▶ Work to complete:
Repeat the data exactly as it appears.

[Stored records]

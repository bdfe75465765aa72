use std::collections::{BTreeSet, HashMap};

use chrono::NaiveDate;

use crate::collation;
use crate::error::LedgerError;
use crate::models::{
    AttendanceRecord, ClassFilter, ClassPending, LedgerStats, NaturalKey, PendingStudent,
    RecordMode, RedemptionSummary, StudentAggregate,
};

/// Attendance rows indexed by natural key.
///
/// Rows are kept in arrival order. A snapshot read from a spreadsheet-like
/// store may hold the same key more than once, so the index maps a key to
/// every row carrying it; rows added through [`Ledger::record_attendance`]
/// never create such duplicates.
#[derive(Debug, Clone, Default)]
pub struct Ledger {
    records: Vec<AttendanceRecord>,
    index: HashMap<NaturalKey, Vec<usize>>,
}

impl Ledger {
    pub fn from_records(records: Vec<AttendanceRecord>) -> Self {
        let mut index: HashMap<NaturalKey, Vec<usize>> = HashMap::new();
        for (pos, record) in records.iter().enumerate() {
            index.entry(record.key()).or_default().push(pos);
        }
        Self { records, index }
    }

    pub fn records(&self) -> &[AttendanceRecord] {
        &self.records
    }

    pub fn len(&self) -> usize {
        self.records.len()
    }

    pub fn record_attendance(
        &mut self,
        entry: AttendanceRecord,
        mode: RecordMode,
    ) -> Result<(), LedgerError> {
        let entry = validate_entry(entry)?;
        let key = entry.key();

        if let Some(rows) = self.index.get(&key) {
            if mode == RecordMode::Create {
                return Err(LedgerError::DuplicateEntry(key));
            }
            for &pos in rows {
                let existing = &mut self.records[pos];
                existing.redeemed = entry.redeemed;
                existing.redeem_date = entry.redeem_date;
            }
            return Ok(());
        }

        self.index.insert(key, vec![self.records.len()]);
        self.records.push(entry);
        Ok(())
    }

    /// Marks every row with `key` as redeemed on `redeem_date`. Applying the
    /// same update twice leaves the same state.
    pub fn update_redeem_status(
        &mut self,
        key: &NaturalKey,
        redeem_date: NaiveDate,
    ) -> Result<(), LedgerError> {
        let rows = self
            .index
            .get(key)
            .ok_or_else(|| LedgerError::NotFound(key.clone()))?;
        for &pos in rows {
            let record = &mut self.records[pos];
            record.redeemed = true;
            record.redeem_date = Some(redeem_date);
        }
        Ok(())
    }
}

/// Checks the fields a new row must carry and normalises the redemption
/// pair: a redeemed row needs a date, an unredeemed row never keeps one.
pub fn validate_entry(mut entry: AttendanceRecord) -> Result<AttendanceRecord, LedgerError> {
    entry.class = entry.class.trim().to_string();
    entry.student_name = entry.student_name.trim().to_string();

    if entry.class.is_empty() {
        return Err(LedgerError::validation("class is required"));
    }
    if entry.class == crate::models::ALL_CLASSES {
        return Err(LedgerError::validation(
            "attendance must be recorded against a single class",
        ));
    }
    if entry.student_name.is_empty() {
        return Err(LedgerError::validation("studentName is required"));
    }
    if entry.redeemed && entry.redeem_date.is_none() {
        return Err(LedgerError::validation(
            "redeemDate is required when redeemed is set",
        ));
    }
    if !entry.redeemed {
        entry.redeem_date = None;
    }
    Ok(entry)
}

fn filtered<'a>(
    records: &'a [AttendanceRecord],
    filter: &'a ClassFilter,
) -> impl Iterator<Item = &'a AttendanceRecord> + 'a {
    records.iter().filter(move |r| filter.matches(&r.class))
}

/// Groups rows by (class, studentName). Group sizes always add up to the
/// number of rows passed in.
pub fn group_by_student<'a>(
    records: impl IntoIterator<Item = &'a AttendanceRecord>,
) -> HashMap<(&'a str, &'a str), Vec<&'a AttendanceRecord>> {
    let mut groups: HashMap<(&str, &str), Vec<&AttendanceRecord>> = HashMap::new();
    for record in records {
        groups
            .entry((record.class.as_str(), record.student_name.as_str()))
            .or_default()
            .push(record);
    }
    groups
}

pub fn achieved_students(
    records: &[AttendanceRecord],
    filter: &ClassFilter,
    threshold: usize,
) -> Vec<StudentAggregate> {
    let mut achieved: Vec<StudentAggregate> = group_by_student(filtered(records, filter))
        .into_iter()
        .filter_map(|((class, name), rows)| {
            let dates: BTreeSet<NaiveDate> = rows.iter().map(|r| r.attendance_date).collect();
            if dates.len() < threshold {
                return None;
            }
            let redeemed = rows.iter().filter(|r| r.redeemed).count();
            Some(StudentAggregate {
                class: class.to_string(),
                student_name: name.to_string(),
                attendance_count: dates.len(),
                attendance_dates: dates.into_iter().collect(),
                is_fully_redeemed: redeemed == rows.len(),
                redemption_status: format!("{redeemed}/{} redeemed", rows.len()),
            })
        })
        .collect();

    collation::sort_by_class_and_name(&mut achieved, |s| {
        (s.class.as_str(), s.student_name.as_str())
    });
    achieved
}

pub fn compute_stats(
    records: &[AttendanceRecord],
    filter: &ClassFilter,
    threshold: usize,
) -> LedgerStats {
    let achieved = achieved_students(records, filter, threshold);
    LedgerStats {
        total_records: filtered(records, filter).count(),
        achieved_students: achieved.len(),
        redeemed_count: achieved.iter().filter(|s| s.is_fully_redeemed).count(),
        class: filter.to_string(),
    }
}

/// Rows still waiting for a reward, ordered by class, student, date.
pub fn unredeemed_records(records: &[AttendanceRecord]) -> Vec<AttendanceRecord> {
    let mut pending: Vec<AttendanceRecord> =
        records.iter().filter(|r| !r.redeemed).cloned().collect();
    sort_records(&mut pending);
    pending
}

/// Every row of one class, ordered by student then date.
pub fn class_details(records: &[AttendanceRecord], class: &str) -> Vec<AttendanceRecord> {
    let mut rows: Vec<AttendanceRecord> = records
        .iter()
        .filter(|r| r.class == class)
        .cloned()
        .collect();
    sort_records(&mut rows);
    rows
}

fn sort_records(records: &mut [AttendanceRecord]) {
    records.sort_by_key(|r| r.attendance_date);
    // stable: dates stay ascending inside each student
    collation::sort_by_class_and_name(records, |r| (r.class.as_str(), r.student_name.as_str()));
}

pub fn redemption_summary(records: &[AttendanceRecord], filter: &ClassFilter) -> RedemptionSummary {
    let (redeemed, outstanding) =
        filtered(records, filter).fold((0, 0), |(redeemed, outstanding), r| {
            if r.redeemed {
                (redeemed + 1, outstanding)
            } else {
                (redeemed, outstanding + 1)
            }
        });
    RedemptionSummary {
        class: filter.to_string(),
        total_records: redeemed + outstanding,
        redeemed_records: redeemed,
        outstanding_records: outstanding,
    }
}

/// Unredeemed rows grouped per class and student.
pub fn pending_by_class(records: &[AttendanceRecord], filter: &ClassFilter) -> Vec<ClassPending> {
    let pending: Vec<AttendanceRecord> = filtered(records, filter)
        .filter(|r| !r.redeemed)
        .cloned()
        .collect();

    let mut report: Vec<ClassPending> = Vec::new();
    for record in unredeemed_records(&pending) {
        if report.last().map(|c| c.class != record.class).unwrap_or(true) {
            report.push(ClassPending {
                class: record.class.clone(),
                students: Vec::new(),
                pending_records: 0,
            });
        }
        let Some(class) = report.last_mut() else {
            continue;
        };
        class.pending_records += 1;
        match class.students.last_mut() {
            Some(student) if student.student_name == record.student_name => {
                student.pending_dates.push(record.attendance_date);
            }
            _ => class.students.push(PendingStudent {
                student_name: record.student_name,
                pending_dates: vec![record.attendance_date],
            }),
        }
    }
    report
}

▶ Solution below:
repository bdfe75465765aa72
use std::collections::{BTreeSet, HashMap};

use chrono::NaiveDate;

use crate::collation;
use crate::error::LedgerError;
use crate::models::{
    AttendanceRecord, ClassFilter, ClassPending, LedgerStats, NaturalKey, PendingStudent,
    RecordMode, RedemptionSummary, StudentAggregate,
};

/// Attendance rows indexed by natural key.
///
/// Rows are kept in arrival order. A snapshot read from a spreadsheet-like
/// store may hold the same key more than once, so the index maps a key to
/// every row carrying it; rows added through [`Ledger::record_attendance`]
/// never create such duplicates.
#[derive(Debug, Clone, Default)]
pub struct Ledger {
    records: Vec<AttendanceRecord>,
    index: HashMap<NaturalKey, Vec<usize>>,
}

impl Ledger {
    pub fn from_records(records: Vec<AttendanceRecord>) -> Self {
        let mut index: HashMap<NaturalKey, Vec<usize>> = HashMap::new();
        for (pos, record) in records.iter().enumerate() {
            index.entry(record.key()).or_default().push(pos);
        }
        Self { records, index }
    }

    pub fn records(&self) -> &[AttendanceRecord] {
        &self.records
    }

    pub fn len(&self) -> usize {
        self.records.len()
    }

    pub fn record_attendance(
        &mut self,
        entry: AttendanceRecord,
        mode: RecordMode,
    ) -> Result<(), LedgerError> {
        let entry = validate_entry(entry)?;
        let key = entry.key();

        if let Some(rows) = self.index.get(&key) {
            if mode == RecordMode::Create {
                return Err(LedgerError::DuplicateEntry(key));
            }
            for &pos in rows {
                let existing = &mut self.records[pos];
                existing.redeemed = entry.redeemed;
                existing.redeem_date = entry.redeem_date;
            }
            return Ok(());
        }

        self.index.insert(key, vec![self.records.len()]);
        self.records.push(entry);
        Ok(())
    }

    /// Marks every row with `key` as redeemed on `redeem_date`. Applying the
    /// same update twice leaves the same state.
    pub fn update_redeem_status(
        &mut self,
        key: &NaturalKey,
        redeem_date: NaiveDate,
    ) -> Result<(), LedgerError> {
        let rows = self
            .index
            .get(key)
            .ok_or_else(|| LedgerError::NotFound(key.clone()))?;
        for &pos in rows {
            let record = &mut self.records[pos];
            record.redeemed = true;
            record.redeem_date = Some(redeem_date);
        }
        Ok(())
    }
}

/// Checks the fields a new row must carry and normalises the redemption
/// pair: a redeemed row needs a date, an unredeemed row never keeps one.
pub fn validate_entry(mut entry: AttendanceRecord) -> Result<AttendanceRecord, LedgerError> {
    entry.class = entry.class.trim().to_string();
    entry.student_name = entry.student_name.trim().to_string();

    if entry.class.is_empty() {
        return Err(LedgerError::validation("class is required"));
    }
    if entry.class == crate::models::ALL_CLASSES {
        return Err(LedgerError::validation(
            "attendance must be recorded against a single class",
        ));
    }
    if entry.student_name.is_empty() {
        return Err(LedgerError::validation("studentName is required"));
    }
    if entry.redeemed && entry.redeem_date.is_none() {
        return Err(LedgerError::validation(
            "redeemDate is required when redeemed is set",
        ));
    }
    if !entry.redeemed {
        entry.redeem_date = None;
    }
    Ok(entry)
}

fn filtered<'a>(
    records: &'a [AttendanceRecord],
    filter: &'a ClassFilter,
) -> impl Iterator<Item = &'a AttendanceRecord> + 'a {
    records.iter().filter(move |r| filter.matches(&r.class))
}

/// Groups rows by (class, studentName). Group sizes always add up to the
/// number of rows passed in.
pub fn group_by_student<'a>(
    records: impl IntoIterator<Item = &'a AttendanceRecord>,
) -> HashMap<(&'a str, &'a str), Vec<&'a AttendanceRecord>> {
    let mut groups: HashMap<(&str, &str), Vec<&AttendanceRecord>> = HashMap::new();
    for record in records {
        groups
            .entry((record.class.as_str(), record.student_name.as_str()))
            .or_default()
            .push(record);
    }
    groups
}

pub fn achieved_students(
    records: &[AttendanceRecord],
    filter: &ClassFilter,
    threshold: usize,
) -> Vec<StudentAggregate> {
    let mut achieved: Vec<StudentAggregate> = group_by_student(filtered(records, filter))
        .into_iter()
        .filter_map(|((class, name), rows)| {
            let dates: BTreeSet<NaiveDate> = rows.iter().map(|r| r.attendance_date).collect();
            if dates.len() < threshold {
                return None;
            }
            let redeemed = rows.iter().filter(|r| r.redeemed).count();
            Some(StudentAggregate {
                class: class.to_string(),
                student_name: name.to_string(),
                attendance_count: dates.len(),
                attendance_dates: dates.into_iter().collect(),
                is_fully_redeemed: redeemed == rows.len(),
                redemption_status: format!("{redeemed}/{} redeemed", rows.len()),
            })
        })
        .collect();

    collation::sort_by_class_and_name(&mut achieved, |s| {
        (s.class.as_str(), s.student_name.as_str())
    });
    achieved
}

pub fn compute_stats(
    records: &[AttendanceRecord],
    filter: &ClassFilter,
    threshold: usize,
) -> LedgerStats {
    let achieved = achieved_students(records, filter, threshold);
    LedgerStats {
        total_records: filtered(records, filter).count(),
        achieved_students: achieved.len(),
        redeemed_count: achieved.iter().filter(|s| s.is_fully_redeemed).count(),
        class: filter.to_string(),
    }
}

/// Rows still waiting for a reward, ordered by class, student, date.
pub fn unredeemed_records(records: &[AttendanceRecord]) -> Vec<AttendanceRecord> {
    let mut pending: Vec<AttendanceRecord> =
        records.iter().filter(|r| !r.redeemed).cloned().collect();
    sort_records(&mut pending);
    pending
}

/// Every row of one class, ordered by student then date.
pub fn class_details(records: &[AttendanceRecord], class: &str) -> Vec<AttendanceRecord> {
    let mut rows: Vec<AttendanceRecord> = records
        .iter()
        .filter(|r| r.class == class)
        .cloned()
        .collect();
    sort_records(&mut rows);
    rows
}

fn sort_records(records: &mut [AttendanceRecord]) {
    records.sort_by_key(|r| r.attendance_date);
    // stable: dates stay ascending inside each student
    collation::sort_by_class_and_name(records, |r| (r.class.as_str(), r.student_name.as_str()));
}

pub fn redemption_summary(records: &[AttendanceRecord], filter: &ClassFilter) -> RedemptionSummary {
    let (redeemed, outstanding) =
        filtered(records, filter).fold((0, 0), |(redeemed, outstanding), r| {
            if r.redeemed {
                (redeemed + 1, outstanding)
            } else {
                (redeemed, outstanding + 1)
            }
        });
    RedemptionSummary {
        class: filter.to_string(),
        total_records: redeemed + outstanding,
        redeemed_records: redeemed,
        outstanding_records: outstanding,
    }
}

/// Unredeemed rows grouped per class and student.
pub fn pending_by_class(records: &[AttendanceRecord], filter: &ClassFilter) -> Vec<ClassPending> {
    let pending: Vec<AttendanceRecord> = filtered(records, filter)
        .filter(|r| !r.redeemed)
        .cloned()
        .collect();

    let mut report: Vec<ClassPending> = Vec::new();
    for record in unredeemed_records(&pending) {
        if report.last().map(|c| c.class != record.class).unwrap_or(true) {
            report.push(ClassPending {
                class: record.class.clone(),
                students: Vec::new(),
                pending_records: 0,
            });
        }
        let Some(class) = report.last_mut() else {
            continue;
        };
        class.pending_records += 1;
        match class.students.last_mut() {
            Some(student) if student.student_name == record.student_name => {
                student.pending_dates.push(record.attendance_date);
            }
            _ => class.students.push(PendingStudent {
                student_name: record.student_name,
                pending_dates: vec![record.attendance_date],
            }),
        }
    }
    report
}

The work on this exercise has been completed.